Le « par » est la référence fondamentale. Il représente le nombre de coups qu’un golfeur expérimenté, avec un handicap de zéro (0,0), devrait idéalement réaliser pour terminer un trou. Les trous sont classés en trois catégories : les « par 3 », les plus courts, les « par 4 », de longueur moyenne, et les « par 5 », les plus longs. Un joueur de niveau professionnel devrait donc, en moyenne, boucler un par 3 en trois coups, un par 4 en quatre coups, et ainsi de suite.
Cependant, l’objectif ultime n’est pas d’atteindre le par, mais de le battre. Réussir un trou en un coup de moins que le par constitue un « birdie ». Par exemple, terminer un par 4 en seulement trois coups vaut un birdie. Un « eagle » se produit lorsqu’un joueur termine un trou avec deux coups de moins que le par – réaliser un trou en trois coups sur un par 5 en est un exemple.
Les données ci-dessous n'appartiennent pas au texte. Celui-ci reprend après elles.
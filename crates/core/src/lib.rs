//! `labelwork-core`: the annotation workflow engine.
//!
//! Pure, synchronous logic with no I/O and zero internal dependencies:
//!
//! - [`scheme`]: hierarchical label schemes and their depth-first flattening.
//! - [`validation`]: assignment completion status from recorded annotations.
//! - [`resolution`]: consensus ("bot") annotations by majority vote.
//! - [`agreement`]: inter-rater agreement per label.
//! - [`distribution`]: seeded allocation of items to annotators.
//! - [`sampling`]: selecting the item pool a scope distributes.
//! - [`store`]: the narrow storage contract implemented by process crates.

pub mod agreement;
pub mod annotation;
pub mod distribution;
pub mod error;
pub mod resolution;
pub mod sampling;
pub mod scheme;
pub mod store;
pub mod types;
pub mod validation;
//! Commit subject classification.

use std::sync::LazyLock;

use regex::Regex;

/// Conventional commit types accepted in a subject line.
pub const ALLOWED_COMMIT_TYPES: &[&str] = &[
    "chore", "ci", "docs", "feat", "fix", "perf", "refactor", "style", "test",
];

/// Marker left by `git commit --fixup`.
pub const FIXUP_MARKER: &str = "fixup!";

/// Marker left by `git commit --squash`.
pub const SQUASH_MARKER: &str = "squash!";

static CONVENTIONAL_SUBJECT_PATTERN: LazyLock<Regex> = LazyLock::new(|| {
    Regex::new(&format!(
        r"^({})\([a-z\d-]+\): .+",
        ALLOWED_COMMIT_TYPES.join("|")
    ))
    .unwrap_or_else(|e| panic!("invalid conventional subject pattern: {e}"))
});

/// Classification of a subject marker.
#[derive(Debug, Clone, Copy, PartialEq, Eq)]
pub enum MarkerKind {
    /// `fixup!`
    Fixup,
    /// `squash!`
    Squash,
    /// Anything else.
    Regular,
}

impl MarkerKind {
    /// Classifies a marker by exact match against the autosquash markers.
    pub fn classify(marker: &str) -> Self {
        match marker {
            FIXUP_MARKER => Self::Fixup,
            SQUASH_MARKER => Self::Squash,
            _ => Self::Regular,
        }
    }
}

/// Returns the leading whitespace-delimited token of a subject.
///
/// A subject without whitespace is its own marker, including the empty
/// subject.
pub fn extract_marker(subject: &str) -> &str {
    subject.split_whitespace().next().unwrap_or(subject)
}

/// Checks a full subject line against `type(scope): description`.
pub fn matches_conventional_format(subject: &str) -> bool {
    CONVENTIONAL_SUBJECT_PATTERN.is_match(subject)
}

/// Counts of autosquash markers across a set of subjects.
#[derive(Debug, Clone, Copy, Default, PartialEq, Eq)]
pub struct AutosquashCounts {
    /// Subjects whose marker is `fixup!`.
    pub fixups: usize,
    /// Subjects whose marker is `squash!`.
    pub squashes: usize,
}

impl AutosquashCounts {
    /// Tallies the markers of `subjects`.
    pub fn from_subjects<S: AsRef<str>>(subjects: &[S]) -> Self {
        subjects
            .iter()
            .fold(Self::default(), |mut counts, subject| {
                match MarkerKind::classify(extract_marker(subject.as_ref())) {
                    MarkerKind::Fixup => counts.fixups += 1,
                    MarkerKind::Squash => counts.squashes += 1,
                    MarkerKind::Regular => {}
                }
                counts
            })
    }

    /// Returns whether any fixup or squash marker was seen.
    pub fn any(&self) -> bool {
        self.fixups > 0 || self.squashes > 0
    }
}

/// Returns the subjects that do not follow the conventional format.
pub fn invalid_subjects<S: AsRef<str>>(subjects: &[S]) -> Vec<&str> {
    subjects
        .iter()
        .map(|subject| subject.as_ref())
        .filter(|subject| !matches_conventional_format(subject))
        .collect()
}
//! Configuration-related CLI commands.

use std::path::PathBuf;

use anyhow::{Context, Result};
use clap::{Parser, Subcommand};
use serde::Serialize;

use crate::git::ALLOWED_COMMIT_TYPES;
use crate::utils::Settings;

/// Configuration operations.
#[derive(Parser)]
pub struct ConfigCommand {
    /// Configuration subcommand to execute.
    #[command(subcommand)]
    pub command: ConfigSubcommands,
}

/// Configuration subcommands.
#[derive(Subcommand)]
pub enum ConfigSubcommands {
    /// Shows the effective configuration as YAML.
    Show(ShowCommand),
}

/// Show command options.
#[derive(Parser)]
pub struct ShowCommand {
    /// Remote override, resolved the same way as for `check`.
    #[arg(long)]
    pub remote: Option<String>,
}

/// Configuration in effect for a check run.
#[derive(Debug, Serialize)]
pub struct EffectiveConfig {
    /// Location of the settings file, whether or not it exists.
    pub settings_path: PathBuf,
    /// Remote the base ref is fetched from.
    pub remote: String,
    /// Accepted conventional commit types.
    pub allowed_commit_types: Vec<String>,
}

impl EffectiveConfig {
    /// Builds the effective configuration from loaded settings.
    pub fn resolve(settings_path: PathBuf, settings: &Settings, remote: Option<&str>) -> Self {
        Self {
            settings_path,
            remote: settings.resolve_remote(remote),
            allowed_commit_types: ALLOWED_COMMIT_TYPES.iter().map(ToString::to_string).collect(),
        }
    }
}

impl ConfigCommand {
    /// Executes the config command.
    pub fn execute(self) -> Result<()> {
        match self.command {
            ConfigSubcommands::Show(show_cmd) => show_cmd.execute(),
        }
    }
}

impl ShowCommand {
    /// Executes the show command.
    pub fn execute(self) -> Result<()> {
        let settings_path = Settings::get_settings_path()?;
        let settings = Settings::load_from_path(&settings_path)?;
        let config = EffectiveConfig::resolve(settings_path, &settings, self.remote.as_deref());

        let yaml = serde_yaml::to_string(&config).context("Failed to serialize configuration")?;
        print!("{yaml}");
        Ok(())
    }
}

#[cfg(test)]
#[allow(clippy::unwrap_used)]
mod tests {
    use super::*;

    #[test]
    fn effective_config_yaml() {
        let settings = Settings {
            remote: Some("upstream".to_string()),
            ..Settings::default()
        };
        let config = EffectiveConfig::resolve(
            PathBuf::from("/home/ci/.merge-checks/settings.json"),
            &settings,
            Some("fork"),
        );

        insta::assert_snapshot!(serde_yaml::to_string(&config).unwrap(), @r"
        settings_path: /home/ci/.merge-checks/settings.json
        remote: fork
        allowed_commit_types:
        - chore
        - ci
        - docs
        - feat
        - fix
        - perf
        - refactor
        - style
        - test
        ");
    }
}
Plus rares, les « albatros » surviennent lorsqu’un joueur réussit un trou avec trois coups de moins que le par. Cette performance n’est possible que sur les par 4 ou par 5. Encore plus exceptionnel, le « condor » désigne un trou terminé avec quatre coups de moins que le par. Il s’agit d’un événement extrêmement rare, nécessitant un trou en un (ou « ace ») sur un par 5, une prouesse rarement réalisable en raison de la distance à parcourir.
À l’inverse, lorsqu’un joueur prend un coup de plus que le par pour terminer un trou, on parle de « bogey ». Un « double bogey » correspond à deux coups de plus, et un « triple bogey » à trois coups de plus. Des « quadruple bogey » et « quintuple bogey » existent également, et sont relativement fréquents chez les golfeurs amateurs. Pour un professionnel, un tel score signalerait une erreur significative.